It appears you're already on the hitlists of ad-blockers. So is Segment: They
seem to be surviving just fine, regardless.

A few questions (honestly, you don't have to answer them all, esp publicly, if
you don't feel like it):

1\. Wouldn't a deployment of this on the first-party severs be more effective
since it'd bypass the content blockers (server-side sdk)? Is it in the works?

2\. What else are the existing customers / prospective customers asking for in
terms of features?

3\. What's the key functionality you ought to build next?

4\. What was the most surprising thing abt how customers used your product?
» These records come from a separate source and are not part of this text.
//! Surface handoff.
//!
//! Exactly one per channel: the initiator detaches its surface into a
//! transferable handle and ships it, with geometry, as the very first
//! message. Geometry changes afterwards travel as ordinary `EVENT`s with
//! the reserved `"resize"` type, never as a second handoff.

use serde_json::Value;

use framelink_core::protocol::{Message, MessageKind, Transferable};
use framelink_core::surface::{SurfaceGeometry, SurfaceHandle};
use framelink_core::{FramelinkError, Result};

use crate::queue::ChannelQueue;
use crate::shim::ViewportShim;

/// What the collaborator's ready callback receives.
#[derive(Debug)]
pub struct SurfaceDescriptor {
    pub handle: SurfaceHandle,
    pub width: u32,
    pub height: u32,
    pub pixel_ratio: f64,
}

/// Initiator side: enqueue the handoff. Call before starting the pump so
/// it rides the first batch the receiver ever processes.
pub fn send_surface(
    queue: &ChannelQueue,
    handle: SurfaceHandle,
    geometry: SurfaceGeometry,
) -> Result<()> {
    let payload = serde_json::to_value(geometry)
        .map_err(|e| FramelinkError::BadMessage(format!("geometry not serializable: {e}")))?;
    queue.enqueue(
        Message::new(MessageKind::SurfaceHandoff, payload)
            .with_transfer(Transferable::Surface(handle)),
    );
    tracing::info!(
        width = geometry.width,
        height = geometry.height,
        "surface handoff enqueued"
    );
    Ok(())
}

/// Receiver side: register the handoff handler and build the viewport shim.
///
/// On receipt the shim's cached geometry is set, the reserved `"resize"`
/// event keeps it current, and `on_surface_ready` fires exactly once. A
/// duplicate handoff is logged and ignored.
pub fn install_receiver(
    queue: &ChannelQueue,
    on_surface_ready: impl FnOnce(SurfaceDescriptor) + Send + 'static,
) -> ViewportShim {
    let shim = ViewportShim::new(queue.clone());

    let geometry = shim.geometry_cell();
    queue.add_event_listener("resize", move |ev| {
        let mut geom = crate::queue::lock(&geometry);
        if let Some(w) = ev.number("width") {
            geom.width = w as u32;
        }
        if let Some(h) = ev.number("height") {
            geom.height = h as u32;
        }
        if let Some(left) = ev.number("left") {
            geom.left = left as i32;
        }
        if let Some(top) = ev.number("top") {
            geom.top = top as i32;
        }
    });

    let geometry = shim.geometry_cell();
    let mut on_ready = Some(on_surface_ready);
    queue.register_handler(MessageKind::SurfaceHandoff, move |mut msg| {
        let Some(ready) = on_ready.take() else {
            tracing::warn!("duplicate surface handoff ignored");
            return;
        };
        let Some(handle) = take_surface(&mut msg) else {
            tracing::warn!("surface handoff without a transferred surface; ignored");
            on_ready = Some(ready);
            return;
        };
        let geom: SurfaceGeometry = serde_json::from_value(msg.payload).unwrap_or_default();
        *crate::queue::lock(&geometry) = geom;
        tracing::info!(width = geom.width, height = geom.height, "surface received");
        ready(SurfaceDescriptor {
            handle,
            width: geom.width,
            height: geom.height,
            pixel_ratio: geom.pixel_ratio,
        });
    });

    shim
}

fn take_surface(msg: &mut Message) -> Option<SurfaceHandle> {
    msg.transfer.drain(..).find_map(|t| match t {
        Transferable::Surface(handle) => Some(handle),
    })
}

/// Initiator-side geometry update, shipped as the reserved resize event.
pub fn push_resize(queue: &ChannelQueue, geometry: SurfaceGeometry) -> Result<()> {
    let mut payload = serde_json::to_value(geometry)
        .map_err(|e| FramelinkError::BadMessage(format!("geometry not serializable: {e}")))?;
    if let Value::Object(fields) = &mut payload {
        fields.insert("type".to_string(), Value::String("resize".to_string()));
    }
    queue.enqueue(Message::new(MessageKind::Event, payload));
    Ok(())
}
5\. Does it play nicely with other frameworks like Optimizely, Fastly, React,
and so on... out of the box? Is the mutiny js-sdk a simple drop and forget?
What's the catch?

6\. Why the emphasis on B2B? I can't imagine why it wouldn't work for B2C
(low-income vs high-income societies, artics vs tropics, europeans vs africans
and so on)?

I really like the logo, the colours, and the super neat landing page.

\---

A few suggestions from the comfort of the armchair I'm sitting on at the altar
of _unsolicited feedback from a non-expert_ :

1\. Are you using mutinyhq on mutinyhq.com? If not, you could do so, and link
a demo that shows mutinyhq as it would appear to a SaaS employee to someone
from the finance industry to someone from Vietnam? Like how you do currently
for Brex, Segment, Amplitude, and Carta: I must point out that it take too
many clicks to browse what those really powerful examples. I wonder if viewing
those could be a tad more _friction free_ like how Facebook lets you view your
profile from different PoVs.

2\. Above the fold one liner, _Turn your website into your #1 growth channel_
doesn't convey enough: I wouldn't click on (CTA) _request invite_ , tbh. I'd
expect to _learn more_ / _see faq_ / _view demo_ (a screencast / video, may
be)?

3\. Personally, to me, the section with _" works with any tech stack", "B2B
playbooks to up your game", "More leads, fewer dependencies", "Reclaim your
website"_ is too handwavy without conveying much (except for, _works with any
tech stack_ ). I think, you'd be better off highlighting the 30 playbooks
instead. I went through the three playbooks linked from the front-page and
they did far more than anything to convince me to sign-up.

4\. I feel, because the final section ends with _...let our team walk you
through tactics to increase your inbound leads by up to 50%_ , the CTA could
be _Schedule a meeting_ (with href-mailto / calendly link) and/or _Talk to us
now_ (directing to a whatsapp chat or some such for visitors from mobile web).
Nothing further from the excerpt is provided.